“Storytelling is the most sacred thing we have… at its heart it’s a religious exercise.” — Paul Michael Glaser
Sometimes, most times, in fact, when I’m working on marketing a piece I ascribe all sorts of importance to the publication process. Eventually, the work stops being intrinsically valuable and starts to have merit only in terms of its saleability.
Once I get into that frame of mind, I find it hard to avoid the inevitable self-doubt that ensues. The longer it takes to sell a piece, the harder it is to maintain any confidence in the story or in my own ability. Even now, I’m shying away from the word ‘talent’.
This weekend, two disparate and fairly trivial things happened to help me become aware of what I was doing and, more importantly, to shift my mindset.
The first was a televised interview with writer-director-actor Paul Michael Glaser. I’ve posted his quote at the top of the page. Now, he didn’t say anything I haven’t heard before; in fact, I’ve read whole books on the subject of writing as a sacred art; but I think it was that word ‘Storyteller’ that I found arresting.
As a writer in the twenty-first century, I find it too easy to get caught up in all the ‘isms’ that plague literature. Naturalism, modernism, post-modernism, and so on and so forth. When did we lose sight of the fact that our first, best duty is to the story? We are the ‘dreamers of dreams’ as poet Arthur O’Shaughnessy once said. Why is it so easy to forget that?
A second thing that happened this weekend was I heard about an assignment a teacher gave her class. The subject was if you take money (or, I’d add, publishing) out of the equation, how do you measure success?

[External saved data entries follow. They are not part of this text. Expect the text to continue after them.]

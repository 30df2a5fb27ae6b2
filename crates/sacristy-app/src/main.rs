use salvo::conn::TcpListener;
use salvo::logging::Logger;
use salvo::{Listener, Router};
use sacristy_app::app::api::routes;
use sacristy_app::config::ConfigHandler;
use sacristy_app::db_handler::DbProviderHandler;
use sacristy_core::config::load_config;
use sacristy_db::db::connection::create_pool;
use sacristy_db::db::migrate::run_pending_migrations;
use tracing_subscriber::{EnvFilter, fmt, layer::SubscriberExt, reload, util::SubscriberInitExt};

#[tokio::main]
async fn main() -> anyhow::Result<()> {
    let (filter_layer, filter_handle) = reload::Layer::new(EnvFilter::new("debug"));

    tracing_subscriber::registry()
        .with(filter_layer)
        .with(
            fmt::layer()
                .with_target(true)
                .with_thread_ids(true)
                .with_file(true)
                .with_line_number(true),
        )
        .init();

    tracing::info!("Starting Sacristy scheduling server");

    let config = load_config()?;

    if let Ok(filter) = EnvFilter::try_new(config.logging.level.as_str()) {
        if let Err(e) = filter_handle.modify(|current| *current = filter) {
            tracing::warn!(error = %e, "Failed to update log filter from config");
        }
    } else {
        tracing::warn!(level = %config.logging.level, "Invalid log level in config, keeping debug");
    }

    run_pending_migrations(&config.database.url).await?;

    let pool = create_pool(
        &config.database.url,
        u32::from(config.database.max_connections),
    )
    .await?;

    tracing::info!("Database connection pool created.");

    let bind_addr = format!("{}:{}", config.server.host, config.server.port);
    let acceptor = TcpListener::new(bind_addr.clone()).bind().await;

    let router = Router::new()
        .hoop(Logger::new())
        .hoop(DbProviderHandler { provider: pool })
        .hoop(ConfigHandler {
            settings: config.clone(),
        })
        .push(routes());

    tracing::info!("Server listening on {bind_addr}");

    salvo::Server::new(acceptor).serve(router).await;

    Ok(())
}
//! Volunteer service rosters ("escalas") and their member assignments.

use chrono::{DateTime, Utc};
use diesel::prelude::*;
use uuid::Uuid;

use crate::db::schema::{scale, scale_assignment};

#[derive(Debug, Clone, PartialEq, Eq, Identifiable, Queryable, Selectable)]
#[diesel(table_name = scale)]
#[diesel(check_for_backend(diesel::pg::Pg))]
pub struct Scale {
    pub id: Uuid,
    pub description: String,
    /// Service date in the legacy textual form.
    pub scale_date: Option<String>,
    pub start_time: Option<String>,
    pub room_id: Option<Uuid>,
    pub notes: Option<String>,
    pub user_id: Uuid,
    pub updated_at: DateTime<Utc>,
}

#[derive(Debug, Clone, Insertable)]
#[diesel(table_name = scale)]
pub struct NewScale<'a> {
    pub id: Uuid,
    pub description: &'a str,
    pub scale_date: Option<&'a str>,
    pub start_time: Option<&'a str>,
    pub room_id: Option<Uuid>,
    pub notes: Option<&'a str>,
    pub user_id: Uuid,
}

/// Full-replace changeset for `PUT /api/scales/<scale_id>`.
#[derive(Debug, Clone, AsChangeset)]
#[diesel(table_name = scale)]
#[diesel(treat_none_as_null = true)]
pub struct ScaleChanges<'a> {
    pub description: &'a str,
    pub scale_date: Option<&'a str>,
    pub start_time: Option<&'a str>,
    pub room_id: Option<Uuid>,
    pub notes: Option<&'a str>,
    pub updated_at: DateTime<Utc>,
}

/// One member's duty on a scale, e.g. "som" or "projecao".
#[derive(Debug, Clone, PartialEq, Eq, Identifiable, Queryable, Selectable, Associations)]
#[diesel(table_name = scale_assignment)]
#[diesel(belongs_to(Scale))]
#[diesel(check_for_backend(diesel::pg::Pg))]
pub struct ScaleAssignment {
    pub id: Uuid,
    pub scale_id: Uuid,
    pub member_id: Uuid,
    pub duty: String,
}

#[derive(Debug, Clone, Insertable)]
#[diesel(table_name = scale_assignment)]
pub struct NewScaleAssignment<'a> {
    pub id: Uuid,
    pub scale_id: Uuid,
    pub member_id: Uuid,
    pub duty: &'a str,
}
//! Pagination arithmetic shared by every list endpoint.
//!
//! ## Summary
//! Turns a 1-based page number, a page size, and a total row count into the
//! limit/offset pair handed to the database plus the page bookkeeping the
//! frontend renders. Pure computation, no side effects.

use serde::Serialize;

use crate::constants::DEFAULT_PAGE_SIZE;

/// Computed pagination block returned alongside every paginated listing.
#[derive(Debug, Clone, Copy, PartialEq, Eq, Serialize)]
pub struct Pagination {
    /// 1-based page this block describes.
    pub page: i64,
    /// Rows per page (the query `LIMIT`).
    pub limit: i64,
    /// Zero-based row offset (the query `OFFSET`).
    pub offset: i64,
    /// Total rows across all pages.
    pub total: i64,
    /// Page count, never below 1 even for an empty result.
    pub total_pages: i64,
    pub has_next: bool,
    pub has_prev: bool,
}

impl Pagination {
    /// ## Summary
    /// Computes the pagination block for a request.
    ///
    /// `page` below 1 is treated as 1 and `page_size` below 1 as 1; `total`
    /// below 0 is treated as 0. `total_pages` is `ceil(total / limit)` with a
    /// floor of 1, so an empty listing still reports one (empty) page.
    #[must_use]
    pub fn compute(page: i64, page_size: i64, total: i64) -> Self {
        let page = page.max(1);
        let limit = page_size.max(1);
        let total = total.max(0);

        let total_pages = (total + limit - 1).div_euclid(limit).max(1);

        Self {
            page,
            limit,
            offset: (page - 1) * limit,
            total,
            total_pages,
            has_next: page < total_pages,
            has_prev: page > 1,
        }
    }

    /// ## Summary
    /// Computes the pagination block from optional request parameters,
    /// applying the defaults (page 1, [`DEFAULT_PAGE_SIZE`] rows).
    #[must_use]
    pub fn from_request(page: Option<i64>, page_size: Option<i64>, total: i64) -> Self {
        Self::compute(
            page.unwrap_or(1),
            page_size.unwrap_or(DEFAULT_PAGE_SIZE),
            total,
        )
    }
}

#[cfg(test)]
mod tests {
    use super::*;

    #[test]
    fn test_middle_page() {
        let p = Pagination::compute(2, 10, 25);
        assert_eq!(p.limit, 10);
        assert_eq!(p.offset, 10);
        assert_eq!(p.page, 2);
        assert_eq!(p.total_pages, 3);
        assert!(p.has_next);
        assert!(p.has_prev);
    }

    #[test]
    fn test_empty_listing_still_has_one_page() {
        let p = Pagination::compute(1, 10, 0);
        assert_eq!(p.limit, 10);
        assert_eq!(p.offset, 0);
        assert_eq!(p.page, 1);
        assert_eq!(p.total_pages, 1);
        assert!(!p.has_next);
        assert!(!p.has_prev);
    }

    #[test]
    fn test_exact_multiple_of_page_size() {
        let p = Pagination::compute(1, 10, 30);
        assert_eq!(p.total_pages, 3);
        assert!(p.has_next);
        assert!(!p.has_prev);
    }

    #[test]
    fn test_last_page() {
        let p = Pagination::compute(3, 10, 25);
        assert_eq!(p.offset, 20);
        assert!(!p.has_next);
        assert!(p.has_prev);
    }

    #[test]
    fn test_out_of_range_inputs_are_clamped() {
        let p = Pagination::compute(0, -5, -3);
        assert_eq!(p.page, 1);
        assert_eq!(p.limit, 1);
        assert_eq!(p.total, 0);
        assert_eq!(p.total_pages, 1);
    }

    #[test]
    fn test_request_defaults() {
        let p = Pagination::from_request(None, None, 25);
        assert_eq!(p.page, 1);
        assert_eq!(p.limit, DEFAULT_PAGE_SIZE);
        assert_eq!(p.total_pages, 3);
    }
}
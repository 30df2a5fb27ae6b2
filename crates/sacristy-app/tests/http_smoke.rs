//! Route-level smoke tests that need no database: the public healthcheck,
//! the auth middleware's early token rejection, and 404 routing.

use salvo::http::StatusCode;
use salvo::test::{ResponseExt, TestClient};

use sacristy_app::app::api::routes;

fn service() -> salvo::Service {
    salvo::Service::new(salvo::Router::new().push(routes()))
}

#[test_log::test(tokio::test)]
async fn test_healthcheck_is_public() {
    let mut response = TestClient::get("http://127.0.0.1:8642/api/healthcheck")
        .send(&service())
        .await;

    assert_eq!(response.status_code, Some(StatusCode::OK));
    assert_eq!(response.take_string().await.unwrap_or_default(), "OK");
}

#[test_log::test(tokio::test)]
async fn test_protected_route_without_token_is_401() {
    let response = TestClient::get("http://127.0.0.1:8642/api/rooms")
        .send(&service())
        .await;

    assert_eq!(response.status_code, Some(StatusCode::UNAUTHORIZED));
}

#[test_log::test(tokio::test)]
async fn test_protected_route_with_malformed_header_is_401() {
    let response = TestClient::get("http://127.0.0.1:8642/api/calendar/occurrences")
        .add_header("authorization", "Basic dXNlcjpwYXNz", true)
        .send(&service())
        .await;

    assert_eq!(response.status_code, Some(StatusCode::UNAUTHORIZED));
}

#[test_log::test(tokio::test)]
async fn test_unknown_route_is_404() {
    let response = TestClient::get("http://127.0.0.1:8642/api/does-not-exist")
        .send(&service())
        .await;

    assert_eq!(response.status_code, Some(StatusCode::NOT_FOUND));
}
use chrono::{DateTime, Utc};
use diesel::prelude::*;
use uuid::Uuid;

use crate::db::enums::UserRole;
use crate::db::schema::app_user;

#[derive(Debug, Clone, PartialEq, Eq, Identifiable, Queryable, Selectable)]
#[diesel(table_name = app_user)]
#[diesel(check_for_backend(diesel::pg::Pg))]
pub struct User {
    pub id: Uuid,
    pub name: String,
    pub email: String,
    pub role: UserRole,
    pub password_hash: String,
    pub updated_at: DateTime<Utc>,
}

impl User {
    #[must_use]
    pub fn is_admin(&self) -> bool {
        self.role == UserRole::Admin
    }
}

#[derive(Debug, Clone, Insertable)]
#[diesel(table_name = app_user)]
pub struct NewUser<'a> {
    pub id: Uuid,
    pub name: &'a str,
    pub email: &'a str,
    pub role: UserRole,
    pub password_hash: &'a str,
}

Think about that for a moment. It’s a hard question and there is no right answer. But for the writer, well, for this writer, success is measured by the truthfulness of the writing. Truth to the story. To tell the tale with conviction. To tell the story that wants to be told, not the story I think the world ought to hear. And, finally, to place the story first, over the word-play and the clever literary gimmickry.
Let no one kid you, storytelling is hard. Novelist Paul Gallico (The Poseidon Adventure) got it spot on when he said,
“It is only when you open your veins and bleed onto the page a little that you establish contact with your reader. If you do not believe in the characters or the story you are doing at that moment with all your mind, strength, and will, if you don’t feel joy and excitement while writing it, then you’re wasting good white paper, even if it sells, because there are other ways in which a writer can bring in the rent money besides writing bad or phony stories.” (Confessions of a Story Writer, 1946)
Here’s another hard question: is it better to write a mediocre story that sells, or an excellent story that does not? And before you pipe up with a claim that any good story will eventually sell, let me assure you that is not necessarily the case. Consider John Kennedy Toole whose novel, A Confederacy of Dunces, was not accepted for publication until eleven years after his suicide. The novel is now part of the American literary canon and earned Toole a posthumous Pulitzer Prize.
In Writing as a Sacred Path, Jill Jepson says,
“Few people write because it’s fun. It can be fun, even exhilarating and delightful, but it’s not why writers write… the impulse may sound like masochism or addiction, and perhaps it is, but it is also something greater and more compelling: it’s a vocation, a calling.”
So my final question is this: If you don’t have that sense of vocation, why write? There are certainly far easier ways of earning a living, more lucrative ways. Even if your primary objective is fame and fortune, there are much easier ways of achieving them than writing a novel. Or, worse, a poem.
We all have to find our own answers to these questions, but perhaps the answers don’t really matter so much as the questions do. What are your questions and answers?